The goal is to prevent shell-based installers from modifying files that 
are "controlled" by the rpm database.
Nvidia rpms would not create a problem on Fedora, since any conflicts 
with other rpms would be exposed by the package manager.
> Another issue is that files only have one tag for selinux and if you use
> a tag that indicates just that it was installed by rpm, that isn't going to
> play nice with other selinux policies. You might be able to get away with
> restricting how files with a number of different types are updated. You
> may cover some files you don't want doing this, but I think you could get
> close.
>   
I think this is the correct way to do it.
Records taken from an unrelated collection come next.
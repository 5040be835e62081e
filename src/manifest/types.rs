use serde::Deserialize;

use crate::media::MediaType;

/// A declarative route manifest: one or more application roots, each with a
/// base path and a list of routes.
#[derive(Debug, Clone, Deserialize)]
pub struct Manifest {
    pub roots: Vec<RootDef>,
}

/// One application root.
#[derive(Debug, Clone, Deserialize)]
pub struct RootDef {
    /// Root name; partitions the registry and identifies the root in
    /// conflict reports.
    pub name: String,
    /// Base path prefixed to every route path of this root. May be a bare
    /// path (`/api`) or a full URL whose path component is used.
    #[serde(default)]
    pub base_path: String,
    pub routes: Vec<RouteDef>,
}

/// One route declaration under a root.
#[derive(Debug, Clone, Deserialize)]
pub struct RouteDef {
    /// Path template relative to the root's base path, e.g. `/pets/{id}`.
    pub path: String,
    /// HTTP method name, e.g. `GET`.
    pub method: String,
    /// Media types this route produces; empty means `*/*`.
    #[serde(default)]
    pub produces: Vec<MediaType>,
    /// Handler identifier resolved by the dispatcher.
    pub handler: String,
}

/// A problem found while assembling a registry from a manifest.
///
/// Issues are accumulated, not fatal: every valid route still registers,
/// and the caller decides whether issues fail the run (the lint binary
/// does with `--deny-conflicts`).
#[derive(Debug, Clone)]
pub struct ManifestIssue {
    /// Where the issue occurred, e.g. `GET /api/pets/{id}`.
    pub location: String,
    /// Machine-readable kind, e.g. `invalid_method`, `duplicate_registration`.
    pub kind: String,
    /// Human-readable description.
    pub message: String,
}

impl ManifestIssue {
    pub fn new(
        location: impl Into<String>,
        kind: impl Into<String>,
        message: impl Into<String>,
    ) -> Self {
        ManifestIssue {
            location: location.into(),
            kind: kind.into(),
            message: message.into(),
        }
    }
}

/// Print accumulated issues to stderr.
pub fn print_issues(issues: &[ManifestIssue]) {
    eprintln!("{} issue(s) found in route manifest:", issues.len());
    for issue in issues {
        eprintln!("[{}] {}: {}", issue.kind, issue.location, issue.message);
    }
}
I don't follow why you 
couldn't get close...

You'd enumerate all the contexts for files under /lib, /usr/lib, etc.. 
places which would be declared "controlled" by rpm.
Then you create a new attribute called "managed" or something like that, 
and mark all those types with that attribute.
Then you write policy to allow rpm to manage those types. You write an 
assertion to make sure nothing but rpm manages those files. Then audit 
and remove all rules from policy that violate that assertion. I haven't 
written policy in a while, but shouldn't this work?
> Another approach would be to have rpm not allow rpms to stomp on files
> from other rpms if they weren't signed by the same key (perhaps --force
> would override that).
>   
That solves a completely different problem from the original question.